More people living below poverty line

WASHINGTON -- The World Bank said on Tuesday more people are living in extreme poverty in developing countries than previously thought as it adjusted the recognized yardstick for measuring global poverty to US$1.25 a day from US$1.

The poverty-fighting institution said there were 1.4 billion people — a quarter of the developing world — living in extreme poverty on less than US$1.25 a day in 2005 in the world’s 10 to 20 poorest countries. Last year, the World Bank said there were 1 billion people living under the previous US$1 a day poverty mark.

The new figures are likely to put fresh pressure on big donor countries to move more aggressively to combat global poverty, and on countries to introduce more-effective policies to help lift the poorest.

Even so, the new estimates show how progress has been made in helping the poor over the past 25 years. In 1981, 1.9 billion people were living below the new US$1.25 a day poverty line.

The new estimates are based on updated global price data, and the revision to the poverty line shows the cost of living in the developing world is higher than had been thought. The data is based on 675 household surveys in 116 countries.

“These new estimates are a major advance in poverty measurements because they are based on far better price data for assuring that the poverty lines are comparable across countries,” said Martin Ravallion, director of the World Bank’s Development Research Group.
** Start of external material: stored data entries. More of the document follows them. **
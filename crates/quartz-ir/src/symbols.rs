use crate::contract::Scope as ValueScope;
use crate::types::Type;
use crate::{contract::StructDef, IrError};
use indexmap::IndexMap;

/// One resolvable name. Variables carry their value scope so the
/// expression builder knows whether a read must go through a storage
/// accessor; `value_ty` holds the mapping value type when relevant.
#[derive(Debug, Clone)]
pub enum Symbol {
    Variable(VariableSymbol),
    Struct(StructSymbol),
    Function(FunctionSymbol),
}

#[derive(Debug, Clone)]
pub struct VariableSymbol {
    pub name: String,
    pub ty: Type,
    pub value_ty: Option<Type>,
    pub scope: ValueScope,
    pub length: Option<u32>,
}

impl VariableSymbol {
    pub fn local(name: impl Into<String>, ty: Type) -> Self {
        Self {
            name: name.into(),
            ty,
            value_ty: None,
            scope: ValueScope::Memory,
            length: None,
        }
    }

    pub fn storage(name: impl Into<String>, ty: Type) -> Self {
        let value_ty = match &ty {
            Type::Mapping(_, value) => Some((**value).clone()),
            _ => None,
        };
        Self {
            name: name.into(),
            ty,
            value_ty,
            scope: ValueScope::Storage,
            length: None,
        }
    }
}

#[derive(Debug, Clone)]
pub struct StructSymbol {
    pub name: String,
    pub def: StructDef,
}

#[derive(Debug, Clone)]
pub struct FunctionSymbol {
    pub name: String,
    pub declared: bool,
    pub ret: Type,
    pub params: Vec<Type>,
}

impl Symbol {
    pub fn name(&self) -> &str {
        match self {
            Symbol::Variable(v) => &v.name,
            Symbol::Struct(s) => &s.name,
            Symbol::Function(f) => &f.name,
        }
    }

    pub fn as_variable(&self) -> Option<&VariableSymbol> {
        match self {
            Symbol::Variable(v) => Some(v),
            _ => None,
        }
    }

    pub fn as_function(&self) -> Option<&FunctionSymbol> {
        match self {
            Symbol::Function(f) => Some(f),
            _ => None,
        }
    }
}

/// A stack of lexical scopes. Lookup walks innermost-first; declaring the
/// same name twice at one level is an error, while shadowing an outer
/// binding is not. Storage symbols land in the root scope before any
/// method body is analyzed, so forward references resolve regardless of
/// declaration order in source.
#[derive(Debug, Default)]
pub struct SymbolTable {
    scopes: Vec<IndexMap<String, Symbol>>,
}

impl SymbolTable {
    pub fn new() -> Self {
        Self {
            scopes: vec![IndexMap::new()],
        }
    }

    pub fn push_scope(&mut self) {
        self.scopes.push(IndexMap::new());
    }

    pub fn pop_scope(&mut self) {
        // The root scope holds contract-level symbols and is never popped.
        if self.scopes.len() > 1 {
            self.scopes.pop();
        }
    }

    pub fn depth(&self) -> usize {
        self.scopes.len()
    }

    pub fn declare(&mut self, symbol: Symbol) -> Result<(), IrError> {
        let scope = self
            .scopes
            .last_mut()
            .expect("symbol table always has a root scope");
        let name = symbol.name().to_string();
        if scope.contains_key(&name) {
            return Err(IrError::DuplicateSymbol { name });
        }
        scope.insert(name, symbol);
        Ok(())
    }

    pub fn lookup(&self, name: &str) -> Option<&Symbol> {
        self.scopes.iter().rev().find_map(|scope| scope.get(name))
    }
}
use crate::contract::{IrContract, StorageField, StructDef, StructFieldDef};
use crate::layout::{assign_layout, assign_struct_offsets};
use crate::types::Type;
use crate::IrError;
use pretty_assertions::assert_eq;

fn field(name: &str, ty: Type) -> StorageField {
    StorageField {
        name: name.to_string(),
        ty,
        slot: None,
        line: 1,
    }
}

fn struct_field(name: &str, ty: Type) -> StructFieldDef {
    StructFieldDef {
        name: name.to_string(),
        ty,
        offset: 0,
    }
}

#[test]
fn test_slots_follow_declaration_order() {
    let mut contract = IrContract::new("Vault");
    contract.storage.push(field("owner", Type::Address));
    contract.storage.push(field("total", Type::U256));
    contract.storage.push(field("open", Type::Bool));

    assign_layout(&mut contract).unwrap();

    let slots: Vec<u32> = contract.storage.iter().map(|f| f.slot.unwrap()).collect();
    assert_eq!(slots, vec![0, 1, 2]);
}

#[test]
fn test_one_slot_per_field_regardless_of_width() {
    let mut contract = IrContract::new("Flags");
    contract.storage.push(field("a", Type::Bool));
    contract.storage.push(field("b", Type::Bool));

    assign_layout(&mut contract).unwrap();
    assert_eq!(contract.storage[1].slot, Some(1));
}

#[test]
fn test_appending_a_field_keeps_earlier_slots() {
    let mut contract = IrContract::new("Vault");
    contract.storage.push(field("total", Type::U256));
    assign_layout(&mut contract).unwrap();
    let first = contract.storage[0].slot;

    contract.storage.push(field("added", Type::U256));
    assign_layout(&mut contract).unwrap();
    assert_eq!(contract.storage[0].slot, first);
    assert_eq!(contract.storage[1].slot, Some(1));
}

#[test]
fn test_struct_offsets_align_to_natural_alignment() {
    let mut def = StructDef {
        name: "UserInfo".to_string(),
        fields: vec![
            struct_field("age", Type::U256),
            struct_field("active", Type::Bool),
        ],
        line: 1,
    };

    assign_struct_offsets(&mut def).unwrap();
    assert_eq!(def.fields[0].offset, 0);
    assert_eq!(def.fields[1].offset, 32);
    assert_eq!(def.byte_size(), 33);
}

#[test]
fn test_bool_then_word_pads_to_alignment() {
    let mut def = StructDef {
        name: "Pair".to_string(),
        fields: vec![
            struct_field("flag", Type::Bool),
            struct_field("amount", Type::U256),
        ],
        line: 1,
    };

    assign_struct_offsets(&mut def).unwrap();
    assert_eq!(def.fields[0].offset, 0);
    assert_eq!(def.fields[1].offset, 32);
}

#[test]
fn test_sizeless_struct_field_is_a_layout_error() {
    let mut def = StructDef {
        name: "Bad".to_string(),
        fields: vec![struct_field(
            "lookup",
            Type::Mapping(Box::new(Type::Address), Box::new(Type::U256)),
        )],
        line: 1,
    };

    let err = assign_struct_offsets(&mut def).unwrap_err();
    assert!(matches!(err, IrError::Layout { .. }));
}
While the developing world has more poor people than previously believed, the World Bank’s new chief economist, Justin Lin, said the world was still on target to meet a United Nations goal of halving the number of people in poverty by 2015.
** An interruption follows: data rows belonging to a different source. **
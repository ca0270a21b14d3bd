use anyhow::Result;
use clap::{Parser, Subcommand};
use std::path::PathBuf;

#[derive(Parser)]
#[command(name = "quartzc")]
#[command(about = "Quartz - annotated contract language compiler")]
#[command(version = "0.1.0")]
struct Cli {
    #[command(subcommand)]
    command: Commands,
}

#[derive(Subcommand)]
enum Commands {
    /// Compile a contract to target source and ABI
    Build {
        input: PathBuf,

        #[arg(short, long)]
        output: Option<PathBuf>,

        #[arg(long)]
        abi: Option<PathBuf>,

        #[arg(short, long)]
        verbose: bool,
    },

    /// Analyze a contract and report diagnostics without generating code
    Check {
        input: PathBuf,

        #[arg(short, long)]
        verbose: bool,
    },

    /// Dump the merged contract IR as JSON
    Inspect {
        input: PathBuf,

        #[arg(short, long)]
        verbose: bool,
    },
}

fn main() -> Result<()> {
    let cli = Cli::parse();

    match cli.command {
        Commands::Build {
            input,
            output,
            abi,
            verbose,
        } => cmd_build(input, output, abi, verbose),
        Commands::Check { input, verbose } => cmd_check(input, verbose),
        Commands::Inspect { input, verbose } => cmd_inspect(input, verbose),
    }
}

fn print_diagnostics(diagnostics: &quartz::Diagnostics) {
    use colored::*;

    for diag in diagnostics.iter() {
        let line = diag.to_string();
        match diag.level {
            quartz::Level::Error => eprintln!("{}", line.bright_red()),
            quartz::Level::Warning => eprintln!("{}", line.yellow()),
        }
    }
}

fn cmd_build(
    input: PathBuf,
    output: Option<PathBuf>,
    abi: Option<PathBuf>,
    verbose: bool,
) -> Result<()> {
    use colored::*;
    use std::fs;
    use std::time::Instant;

    if verbose {
        println!("{}", " Quartz Compiler".bright_blue().bold());
        println!("{}", "=".repeat(50).bright_blue());
        println!(" Input: {}", input.display());
        if let Some(ref out) = output {
            println!(" Output: {}", out.display());
        }
        println!();
    }

    let start = Instant::now();

    if verbose {
        println!(" Loading contract source...");
    }
    let source = fs::read_to_string(&input)?;
    let filename = input.display().to_string();

    if verbose {
        println!(" Compiling...");
    }

    let compiled = match quartz::compile(&source, &filename) {
        Ok(compiled) => compiled,
        Err(quartz::CompileError::Analysis { diagnostics }) => {
            print_diagnostics(&diagnostics);
            std::process::exit(1);
        }
        Err(err) => return Err(err.into()),
    };

    print_diagnostics(&compiled.diagnostics);

    if let Some(abi_path) = abi.or_else(|| output.as_ref().map(|p| p.with_extension("abi.json"))) {
        fs::write(&abi_path, &compiled.abi_json)?;
        if verbose {
            println!("   ABI: {}", abi_path.display());
        }
    }

    if let Some(output_path) = output {
        fs::write(&output_path, &compiled.target_source)?;
        if verbose {
            let elapsed = start.elapsed();
            println!(
                "\n {} Compilation successful!",
                "SUCCESS:".bright_green().bold()
            );
            println!("   Time: {:.3}s", elapsed.as_secs_f64());
            println!("   Output: {}", output_path.display());
        }
    } else {
        println!("{}", compiled.target_source);
    }

    Ok(())
}

fn cmd_check(input: PathBuf, verbose: bool) -> Result<()> {
    use colored::*;
    use std::fs;

    if verbose {
        println!("{}", " Checking contract".bright_cyan().bold());
        println!(" Input: {}", input.display());
        println!();
    }

    let source = fs::read_to_string(&input)?;
    let filename = input.display().to_string();

    let analysis = quartz::analyze_source(&source, &filename);
    print_diagnostics(&analysis.diagnostics);

    if analysis.diagnostics.has_errors() {
        println!("{}", " INVALID".bright_red().bold());
        std::process::exit(1);
    }

    println!("{}", " VALID".bright_green().bold());
    if verbose {
        if let Some(contract) = &analysis.contract {
            println!("   Contract: {}", contract.name);
            println!("   Storage fields: {}", contract.storage.len());
            println!("   Methods: {}", contract.methods.len());
        }
    }
    Ok(())
}

fn cmd_inspect(input: PathBuf, verbose: bool) -> Result<()> {
    use colored::*;
    use std::fs;

    let source = fs::read_to_string(&input)?;
    let filename = input.display().to_string();

    let analysis = quartz::analyze_source(&source, &filename);
    print_diagnostics(&analysis.diagnostics);

    let contract = match analysis.contract {
        Some(contract) if !analysis.diagnostics.has_errors() => contract,
        _ => {
            println!("{}", " Nothing to inspect".bright_red().bold());
            std::process::exit(1);
        }
    };

    if verbose {
        println!(
            "{}",
            format!(" Contract: {}", contract.name).bright_green().bold()
        );
        for field in &contract.storage {
            println!(
                "   slot {} = {}: {:?}",
                field.slot.map(|s| s.to_string()).unwrap_or_default(),
                field.name,
                field.ty
            );
        }
        for method in &contract.methods {
            println!(
                "   fn {} ({:?}, {} params)",
                method.name,
                method.visibility,
                method.params.len()
            );
        }
        println!();
    }

    println!("{}", serde_json::to_string_pretty(&contract)?);
    Ok(())
}
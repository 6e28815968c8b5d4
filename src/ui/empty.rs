//! Empty state shown when no variation was evaluated in the window.

use ratatui::{
    layout::{Alignment, Constraint, Layout, Rect},
    style::{Modifier, Style},
    text::{Line, Span},
    widgets::Paragraph,
    Frame,
};

use crate::app::App;
use crate::i18n::MessageId;

/// Small box illustration above the message.
const ILLUSTRATION: [&str; 4] = ["  ┌───────┐  ", " ╱│       │╲ ", "  │  ···  │  ", "  └───────┘  "];

pub fn render(frame: &mut Frame, app: &App, area: Rect) {
    let mut lines: Vec<Line> = ILLUSTRATION
        .iter()
        .map(|row| Line::from(Span::styled(*row, app.theme.muted)))
        .collect();
    lines.push(Line::from(""));
    lines.push(Line::from(Span::styled(
        app.locale.text(MessageId::NoDataText),
        Style::default().add_modifier(Modifier::BOLD),
    )));
    lines.push(Line::from(vec![
        Span::styled(app.locale.text(MessageId::LinkSdkText), app.theme.link),
        Span::raw(app.locale.text(MessageId::NoDataTips)),
    ]));
    lines.push(Line::from(Span::styled(
        format!("[o] {}", app.docs_url),
        app.theme.muted,
    )));

    let height = lines.len() as u16;
    let [_, middle, _] = Layout::vertical([
        Constraint::Fill(1),
        Constraint::Length(height),
        Constraint::Fill(1),
    ])
    .areas(area);

    frame.render_widget(Paragraph::new(lines).alignment(Alignment::Center), middle);
}
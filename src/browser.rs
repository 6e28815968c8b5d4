//! Opening external links in the user's browser.

use std::fmt::Debug;
use std::process::{Command, Stdio};

use anyhow::{Context, Result};

/// Default target of the empty-state call to action.
pub const DEFAULT_DOCS_URL: &str = "https://github.com/FeatureProbe/FeatureProbe";

/// Opens a URL in a new browser context.
pub trait UrlOpener: Send + Debug {
    fn open(&self, url: &str) -> Result<()>;
}

/// Hands the URL to the platform's default opener.
#[derive(Debug, Default, Clone, Copy)]
pub struct SystemBrowser;

impl SystemBrowser {
    fn program() -> &'static str {
        if cfg!(target_os = "macos") {
            "open"
        } else if cfg!(target_os = "windows") {
            "explorer"
        } else {
            "xdg-open"
        }
    }
}

impl UrlOpener for SystemBrowser {
    fn open(&self, url: &str) -> Result<()> {
        let program = Self::program();
        // Detached: the opener's output would corrupt the TUI
        Command::new(program)
            .arg(url)
            .stdin(Stdio::null())
            .stdout(Stdio::null())
            .stderr(Stdio::null())
            .spawn()
            .with_context(|| format!("Failed to run {} for {}", program, url))?;
        Ok(())
    }
}
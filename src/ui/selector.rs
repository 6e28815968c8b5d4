//! Time window dropdown overlay.

use ratatui::{
    layout::Rect,
    style::Style,
    widgets::{Block, Borders, Clear, List, ListItem, ListState},
    Frame,
};

use crate::app::App;
use crate::data::TimeWindow;
use crate::i18n::MessageId;

/// Render the dropdown below the header when it is open.
pub fn render(frame: &mut Frame, app: &App, area: Rect) {
    let Some(highlighted) = app.selector else {
        return;
    };

    let items: Vec<ListItem> = TimeWindow::ALL
        .iter()
        .map(|window| {
            let marker = if *window == app.window { "✓ " } else { "  " };
            ListItem::new(format!("{}{}", marker, window.label(app.locale)))
        })
        .collect();

    let width = TimeWindow::ALL
        .iter()
        .map(|w| w.label(app.locale).chars().count())
        .max()
        .unwrap_or(0) as u16
        + 6;
    let height = TimeWindow::ALL.len() as u16 + 2;
    let dropdown = Rect::new(
        area.x + 1,
        area.y,
        width.min(area.width.saturating_sub(1)),
        height.min(area.height),
    );

    let list = List::new(items)
        .block(
            Block::default()
                .title(format!(" {} ", app.locale.text(MessageId::DropdownPlaceholder)))
                .borders(Borders::ALL)
                .border_type(app.theme.border_type)
                .border_style(Style::default().fg(app.theme.highlight)),
        )
        .highlight_style(app.theme.selected);

    let mut state = ListState::default().with_selected(Some(highlighted));

    frame.render_widget(Clear, dropdown);
    frame.render_stateful_widget(list, dropdown, &mut state);
}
However, excluding China from overall calculations, the world fails to meet the U.N. poverty targets, Lin said.

The World Bank data shows that the number of people living below the US$1.25 a day poverty line fell over nearly 25 years to 26 percent in 2005 from 52 percent in 1981, a decline on average of about 1 percent a year, he said.

Lin said the new poverty data meant there was no room for complacency and added that rich donor nations need to keep their promises of stepped-up aid to poor countries.

“The sobering news that poverty is more pervasive than we thought means we must redouble our efforts, especially in sub-Saharan Africa,” said Lin, a leading Chinese academic.